Un impiego particolarmente persuasivo (ma anche mistificatorio) del pensiero analogico è stato fatto, non molto tempo fa, in uno spot per un prodotto per l’igiene femminile. Si vede una giovane molto attraente, che arriva a un ricevimento con abbigliamento e calzature adatte all’occasione, in un ambiente caratterizzato da grande raffinatezza. Una voce fuori campo, che evidentemente riproduce il monologo interiore del personaggio, dice: “Che bello sarebbe far sparire il fastidio dei tacchi alti come Lines è fa sparire il fastidio dell’assorbente!”.

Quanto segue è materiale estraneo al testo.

//! Employee card rendering

use crate::employee::Employee;
use crate::tui::colors;
use chrono::Locale;
use ratatui::prelude::*;
use ratatui::widgets::{Block, BorderType, Borders, Paragraph};

/// Rows taken by one card, borders included
pub const CARD_HEIGHT: u16 = 6;

/// The detail lines of a card, in display order
pub fn card_lines(employee: &Employee, locale: Locale) -> Vec<Line<'static>> {
    let label = Style::default().fg(colors::MUTED).add_modifier(Modifier::BOLD);
    let department = employee.department_label().to_string();
    let department_color = colors::color_for_department(&department);

    vec![
        Line::from(vec![
            Span::styled("Email:           ", label),
            Span::raw(employee.email.clone()),
        ]),
        Line::from(vec![
            Span::styled("Department:      ", label),
            Span::styled(department, Style::default().fg(department_color)),
        ]),
        Line::from(vec![
            Span::styled("Designation:     ", label),
            Span::raw(employee.designation_label().to_string()),
        ]),
        Line::from(vec![
            Span::styled("Date of Joining: ", label),
            Span::raw(employee.joining_date_label(locale)),
        ]),
    ]
}

pub fn draw_card(
    frame: &mut Frame,
    employee: &Employee,
    locale: Locale,
    selected: bool,
    area: Rect,
) {
    let (border_style, bg) = if selected {
        (Style::default().fg(colors::ACCENT), colors::SELECTED_BG)
    } else {
        (Style::default().fg(colors::MUTED), Color::Reset)
    };

    let block = Block::default()
        .borders(Borders::ALL)
        .border_type(BorderType::Rounded)
        .border_style(border_style)
        .title(Span::styled(
            format!(" {} ", employee.name),
            Style::default().fg(Color::White).add_modifier(Modifier::BOLD),
        ));

    let paragraph = Paragraph::new(card_lines(employee, locale))
        .block(block)
        .style(Style::default().bg(bg));

    frame.render_widget(paragraph, area);
}
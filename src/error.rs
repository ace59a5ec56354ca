//! Error types for EmpDir
//!
//! `SearchError` covers a single directory lookup; `EmpDirError` covers
//! everything the application itself can fail on.

use thiserror::Error;

/// Failure of one search request against the directory API
#[derive(Error, Debug)]
pub enum SearchError {
    #[error("network failure: {0}")]
    NetworkFailure(#[source] reqwest::Error),

    #[error("bad response ({status}): {message}")]
    BadResponse { status: u16, message: String },

    #[error("could not decode response: {0}")]
    DecodeFailure(#[source] serde_json::Error),
}

impl SearchError {
    /// True when the request never produced an HTTP response
    pub fn is_transport(&self) -> bool {
        matches!(self, SearchError::NetworkFailure(_))
    }

    /// Short message for the status bar
    pub fn summary(&self) -> String {
        match self {
            SearchError::NetworkFailure(_) => "directory service unreachable".to_string(),
            SearchError::BadResponse { status, message } if message.is_empty() => {
                format!("server returned {}", status)
            }
            SearchError::BadResponse { status, message } => {
                format!("server returned {} ({})", status, message)
            }
            SearchError::DecodeFailure(_) => "unexpected response from server".to_string(),
        }
    }
}

/// Main error type for EmpDir operations
#[derive(Error, Debug)]
pub enum EmpDirError {
    #[error("No API base URL configured: pass --base-url or set {0}")]
    MissingBaseUrl(&'static str),

    #[error("Search term is blank; nothing to search for")]
    BlankSearchTerm,

    #[error("Invalid API base URL '{0}': {1}")]
    InvalidBaseUrl(String, String),

    #[error("Failed to build HTTP client: {0}")]
    HttpClient(#[source] reqwest::Error),

    #[error("Failed to start async runtime: {0}")]
    Runtime(#[source] std::io::Error),

    #[error("Search failed: {0}")]
    Search(#[from] SearchError),

    #[error("IO error: {0}")]
    IoError(#[from] std::io::Error),

    #[error("JSON error: {0}")]
    Json(#[from] serde_json::Error),
}

/// Result type alias for EmpDir operations
pub type Result<T> = std::result::Result<T, EmpDirError>;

La relazione può essere così formulata: “un prodotto inesistente” sta alla “eliminazione del fastidio dei tacchi alti” come “Lines é” sta alla “eliminazione del fastidio dell’assorbente”. Nella fattispecie, al contrario degli altri esempi riportati (e di ciò che avviene normalmente), l’articolo reclamizzato e la sua prerogativa non costituiscono il “tema” (come abbiamo visto, il primo insieme di termini sul quale si basa la conclusione), bensì il “foro” (il secondo insieme di termini, che serve ad appoggiare il ragionamento e solitamente si conosce meglio). La singolare caratteristica dell’oggetto in questione è perciò presentata come un dato indiscutibile, incontestabile, innegabile, cioè come un fatto: “Lines é elimina il disagio provocato dall’uso del tampone”. D’altronde l’obiettivo del tele-comunicato sicuramente non è quello di promuovere qualcosa d’immaginario, che dovrebbe eliminare la scomodità dei tacchi alti.

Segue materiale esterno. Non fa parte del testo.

use crate::tui::app::App;
use crate::tui::card::{self, CARD_HEIGHT};
use crate::tui::colors;
use crate::tui::search::PLACEHOLDER;
use ratatui::prelude::*;
use ratatui::widgets::{Block, Borders, Paragraph};
use unicode_width::UnicodeWidthStr;

const SEARCH_PREFIX: &str = " > ";

pub fn draw(frame: &mut Frame, app: &mut App) {
    let area = frame.area();

    let chunks = Layout::default()
        .direction(Direction::Vertical)
        .constraints([
            Constraint::Length(1), // Title
            Constraint::Length(3), // Search bar
            Constraint::Min(CARD_HEIGHT), // Cards
            Constraint::Length(1), // Status bar
        ])
        .split(area);

    draw_title(frame, chunks[0]);
    draw_search_bar(frame, app, chunks[1]);
    draw_cards(frame, app, chunks[2]);
    draw_status_bar(frame, app, chunks[3]);

    if app.search.focused {
        let query = app.coordinator.search_text();
        app.search.clamp_cursor(query);
        frame.set_cursor_position(cursor_position(
            chunks[1],
            &query[..app.search.cursor_pos],
        ));
    }
}

/// Terminal cursor inside the search box, kept left of its right border.
fn cursor_position(search_area: Rect, before_cursor: &str) -> Position {
    let columns = |text: &str| u16::try_from(text.width()).unwrap_or(u16::MAX);
    // Border (1) + prefix + text before the cursor
    let x = search_area
        .x
        .saturating_add(1)
        .saturating_add(columns(SEARCH_PREFIX))
        .saturating_add(columns(before_cursor));
    Position::new(
        x.min(search_area.right().saturating_sub(2)),
        search_area.y.saturating_add(1),
    )
}

fn draw_title(frame: &mut Frame, area: Rect) {
    let title = Paragraph::new(" Employee Directory Search")
        .style(Style::default().fg(Color::White).add_modifier(Modifier::BOLD));
    frame.render_widget(title, area);
}

fn draw_search_bar(frame: &mut Frame, app: &App, area: Rect) {
    let border_style = if app.search.focused {
        Style::default().fg(colors::ACCENT)
    } else {
        Style::default().fg(colors::MUTED)
    };

    let block = Block::default()
        .borders(Borders::ALL)
        .border_style(border_style)
        .title(" Search ");

    let query = app.coordinator.search_text();
    let line = if query.is_empty() {
        Line::from(vec![
            Span::raw(SEARCH_PREFIX),
            Span::styled(PLACEHOLDER, Style::default().fg(colors::MUTED)),
        ])
    } else {
        Line::from(vec![
            Span::raw(SEARCH_PREFIX),
            Span::styled(query.to_string(), Style::default().fg(Color::White)),
        ])
    };

    frame.render_widget(Paragraph::new(line).block(block), area);
}

fn draw_cards(frame: &mut Frame, app: &mut App, area: Rect) {
    let visible = (area.height / CARD_HEIGHT) as usize;
    app.list.visible_cards = visible;

    let results = app.coordinator.results();
    if results.is_empty() {
        let message = if app.coordinator.search_text().trim().is_empty() {
            ""
        } else if app.coordinator.is_busy() {
            " Searching..."
        } else {
            " No employees found"
        };
        let paragraph = Paragraph::new(message).style(Style::default().fg(colors::MUTED));
        frame.render_widget(paragraph, area);
        return;
    }

    let start = app.list.scroll_offset.min(results.len().saturating_sub(1));
    let end = (start + visible).min(results.len());

    for (slot, index) in (start..end).enumerate() {
        let card_area = Rect::new(
            area.x,
            area.y + slot as u16 * CARD_HEIGHT,
            area.width,
            CARD_HEIGHT,
        );
        let selected = !app.search.focused && app.list.selected == Some(index);
        card::draw_card(frame, &results[index], app.locale, selected, card_area);
    }
}

/// Left-hand status text
pub fn status_text(app: &App) -> String {
    let coordinator = &app.coordinator;
    if let Some(error) = coordinator.last_error() {
        format!(" Search failed: {}", error)
    } else if coordinator.search_text().trim().is_empty() {
        " Type to search".to_string()
    } else if coordinator.is_busy() {
        " Searching...".to_string()
    } else {
        let count = coordinator.results().len();
        let noun = if count == 1 { "employee" } else { "employees" };
        format!(" {} {}", count, noun)
    }
}

fn draw_status_bar(frame: &mut Frame, app: &App, area: Rect) {
    let left_text = status_text(app);
    let right_text = " Tab:Results  Esc:Clear  Ctrl+Q:Quit ";

    // Build the status line: left-aligned text + padding + right-aligned text
    let available_width = area.width as usize;
    let left_len = left_text.width();
    let right_len = right_text.width();

    let status_str = if left_len + right_len < available_width {
        let padding = available_width - left_len - right_len;
        format!("{}{:padding$}{}", left_text, "", right_text, padding = padding)
    } else {
        format!("{:width$}", left_text, width = available_width)
    };

    let fg = if app.coordinator.last_error().is_some() {
        Color::LightRed
    } else {
        Color::White
    };
    let status = Paragraph::new(status_str).style(Style::default().fg(fg).bg(colors::BAR_BG));

    frame.render_widget(status, area);
}

#[cfg(test)]
mod tests {
    use super::*;
    use crate::config::AppConfig;
    use crate::employee::Employee;
    use crate::error::SearchError;
    use chrono::NaiveDate;
    use ratatui::backend::TestBackend;
    use ratatui::Terminal;
    use std::time::{Duration, Instant};

    fn app() -> App {
        let config = AppConfig::new("http://127.0.0.1:9")
            .unwrap()
            .with_debounce(Duration::from_millis(400));
        App::new(&config).unwrap()
    }

    fn render(app: &mut App) -> String {
        let mut terminal = Terminal::new(TestBackend::new(80, 24)).unwrap();
        terminal.draw(|frame| draw(frame, app)).unwrap();
        let buffer = terminal.backend().buffer();
        let mut text = String::new();
        for y in 0..buffer.area.height {
            for x in 0..buffer.area.width {
                text.push_str(buffer[(x, y)].symbol());
            }
            text.push('\n');
        }
        text
    }

    fn fire(app: &mut App, query: &str) -> u64 {
        let t0 = Instant::now();
        app.coordinator.set_search_text(query, t0);
        app.coordinator.poll(t0 + Duration::from_secs(1)).unwrap().seq
    }

    #[test]
    fn empty_state_shows_placeholder() {
        let mut app = app();
        let screen = render(&mut app);
        assert!(screen.contains("Employee Directory Search"));
        assert!(screen.contains(PLACEHOLDER));
        assert!(screen.contains("Type to search"));
    }

    #[test]
    fn renders_cards_for_results() {
        let mut app = app();
        let seq = fire(&mut app, "eng");
        let employees = vec![
            Employee {
                id: Some(1),
                name: "Meera Kapoor".to_string(),
                email: "meera.kapoor1@cloudnest.ai".to_string(),
                department: Some("Engineering".to_string()),
                designation: None,
                date_of_joining: None,
            },
            Employee {
                id: Some(2),
                name: "Arjun Gupta".to_string(),
                email: "arjun.gupta2@cloudnest.ai".to_string(),
                department: Some("Engineering".to_string()),
                designation: Some("Senior Engineer".to_string()),
                date_of_joining: NaiveDate::from_ymd_opt(2019, 3, 14),
            },
        ];
        app.coordinator.apply_response(seq, Ok(employees));

        let screen = render(&mut app);
        assert!(screen.contains("Meera Kapoor"));
        assert!(screen.contains("Date of Joining: -"));
        assert!(screen.contains("Arjun Gupta"));
        assert!(!screen.contains("2019-03-14"));
        assert!(screen.contains("2 employees"));
    }

    #[test]
    fn failure_is_visible_in_status_bar() {
        let mut app = app();
        let seq = fire(&mut app, "ali");
        app.coordinator.apply_response(
            seq,
            Err(SearchError::BadResponse {
                status: 500,
                message: "Internal server error".to_string(),
            }),
        );
        assert_eq!(
            status_text(&app),
            " Search failed: server returned 500 (Internal server error)"
        );
    }

    #[test]
    fn cursor_stays_inside_search_box_for_huge_query() {
        let area = Rect::new(0, 1, 80, 3);
        let huge = "w".repeat(usize::from(u16::MAX) + 10);
        assert_eq!(cursor_position(area, &huge), Position::new(78, 2));
        assert_eq!(cursor_position(area, "ab"), Position::new(6, 2));

        let mut app = app();
        app.coordinator.set_search_text(huge, Instant::now());
        let screen = render(&mut app);
        assert!(screen.contains("Searching..."));
    }

    #[test]
    fn pending_search_shows_progress() {
        let mut app = app();
        app.coordinator.set_search_text("bob", Instant::now());
        assert_eq!(status_text(&app), " Searching...");
    }
}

Pur non essendo sempre sviluppata in maniera così articolata, l’analogia non perde la sua efficacia. Negli anni Settanta, quando i Paesi occidentali risentirono della crisi petrolifera, la Doyle Dane Bernbach ideò un avviso reso particolarmente incisivo dall’interazione fra l’immagine, costituita da una compressa effervescente, con impresso il marchio di una casa automobilistica, che si scioglieva in un bicchiere d’acqua e il testo: “Se i dolori provocati dalla benzina continuano, prova Wolkswagen”.
I casi proposti dimostrano che è possibile attuare una pubblicità genericamente comparativa, attraverso la tecnica argomentativa che abbiamo analizzato. Quest’ultima si utilizza parimenti nella comunicazione politica. Lo vedremo, eventualmente, un’altra volta.
NOTE
(1) “Metafora superstar. Da Berlinguer a Berlusconi, passando per Reagan”, pubblicato il 16 settembre 2016.

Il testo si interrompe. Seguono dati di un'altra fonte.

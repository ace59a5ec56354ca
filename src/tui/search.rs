use crossterm::event::{KeyCode, KeyEvent, KeyModifiers};

pub const PLACEHOLDER: &str = "Search employees by name or department...";

/// Search field for the TUI.
///
/// The text lives with the owner; this only tracks focus and the cursor.
/// Every edit is reported straight back as the new raw value.
pub struct SearchInput {
    /// Byte offset into the owner's value, always on a char boundary
    pub cursor_pos: usize,
    pub focused: bool,
}

impl Default for SearchInput {
    fn default() -> Self {
        Self {
            cursor_pos: 0,
            focused: true,
        }
    }
}

impl SearchInput {
    /// Apply `key` to `value`. Returns the new text when the key edited it.
    pub fn handle_key(&mut self, value: &str, key: KeyEvent) -> Option<String> {
        self.clamp_cursor(value);
        let cursor = self.cursor_pos;

        match key.code {
            KeyCode::Char('u') if key.modifiers.contains(KeyModifiers::CONTROL) => {
                self.cursor_pos = 0;
                (!value.is_empty()).then(String::new)
            }
            KeyCode::Char(_) if key.modifiers.contains(KeyModifiers::CONTROL) => None,
            KeyCode::Char(c) => {
                let mut next = value.to_string();
                next.insert(cursor, c);
                self.cursor_pos = cursor + c.len_utf8();
                Some(next)
            }
            KeyCode::Backspace => {
                let prev = prev_boundary(value, cursor)?;
                let mut next = value.to_string();
                next.remove(prev);
                self.cursor_pos = prev;
                Some(next)
            }
            KeyCode::Delete => {
                if cursor >= value.len() {
                    return None;
                }
                let mut next = value.to_string();
                next.remove(cursor);
                Some(next)
            }
            KeyCode::Left => {
                if let Some(prev) = prev_boundary(value, cursor) {
                    self.cursor_pos = prev;
                }
                None
            }
            KeyCode::Right => {
                self.cursor_pos = next_boundary(value, cursor);
                None
            }
            KeyCode::Home => {
                self.cursor_pos = 0;
                None
            }
            KeyCode::End => {
                self.cursor_pos = value.len();
                None
            }
            _ => None,
        }
    }

    /// Keep the cursor valid when the owner replaced the value
    pub fn clamp_cursor(&mut self, value: &str) {
        let mut pos = self.cursor_pos.min(value.len());
        while !value.is_char_boundary(pos) {
            pos -= 1;
        }
        self.cursor_pos = pos;
    }
}

fn prev_boundary(value: &str, cursor: usize) -> Option<usize> {
    value[..cursor].char_indices().last().map(|(i, _)| i)
}

fn next_boundary(value: &str, cursor: usize) -> usize {
    value[cursor..]
        .char_indices()
        .nth(1)
        .map(|(i, _)| cursor + i)
        .unwrap_or(value.len())
}
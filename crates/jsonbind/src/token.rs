use core::fmt;

/// A lexical unit of a JSON stream, as reported by [`JsonReader::peek`].
///
/// [`JsonReader::peek`]: crate::JsonReader::peek
#[derive(Debug, Clone, Copy, PartialEq, Eq, Hash)]
pub enum JsonToken {
    /// `{`
    BeginObject,
    /// `}`
    EndObject,
    /// `[`
    BeginArray,
    /// `]`
    EndArray,
    /// A property name inside an object.
    Name,
    /// A string value.
    String,
    /// A numeric value.
    Number,
    /// `true` or `false`.
    Boolean,
    /// `null`.
    Null,
    /// End of the input.
    EndDocument,
}

impl JsonToken {
    /// Returns `true` for tokens that start or are a complete value.
    #[must_use]
    pub fn is_value_start(self) -> bool {
        !matches!(
            self,
            Self::EndObject | Self::EndArray | Self::Name | Self::EndDocument
        )
    }
}

impl fmt::Display for JsonToken {
    fn fmt(&self, f: &mut fmt::Formatter<'_>) -> fmt::Result {
        f.write_str(match self {
            Self::BeginObject => "BEGIN_OBJECT",
            Self::EndObject => "END_OBJECT",
            Self::BeginArray => "BEGIN_ARRAY",
            Self::EndArray => "END_ARRAY",
            Self::Name => "NAME",
            Self::String => "STRING",
            Self::Number => "NUMBER",
            Self::Boolean => "BOOLEAN",
            Self::Null => "NULL",
            Self::EndDocument => "END_DOCUMENT",
        })
    }
}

(2) ANNAMARIA TESTA, La parola immaginata, Pratiche, 1992, p. 67.
(3) GIANLUCA PIEROTTI, “Il linguaggio della pubblicità visto da un pubblicitario”, in AA. VV., Italiano d’oggi. Lingua non letteraria e lingue speciali, Lint, 1974, p. 334.
(4) MARCELLA DI MARCO, “Beni di consumo, classificazione dei”, in ALBERTO ABRUZZESE, FAUSTO COLOMBO (a cura di), Dizionario della pubblicità, Zanichelli, 1994, p. 52.
(5) ALDO GRASSO, “Con Ferrarelle alla ricerca della vitalità”, in L’Economia del Corriere della Sera, 21 agosto 2017, p. 19.
(6) GIANLUCA PIEROTTI, op. cit., p. 334.
(7) Sul ragionamento per analogia si veda CHAΪM PERELMAN, LUCIE OLBRECHTS-TYTECA, Trattato dell’argomentazione. La nuova retorica, Einaudi, 2013, pp. 404-445.
(8) Non è necessario conoscere tutta la storia della sua vita per sapere che M. K. Gandhi (1869-1948) fu un combattente diverso dagli altri. Infatti questo filosofo e uomo politico indiano, chiamato il mahatma (la “grande anima”), guidò la lotta contro la dominazione inglese in India, adottando il satyagraha, che consiste nella resistenza passiva e nella non violenza.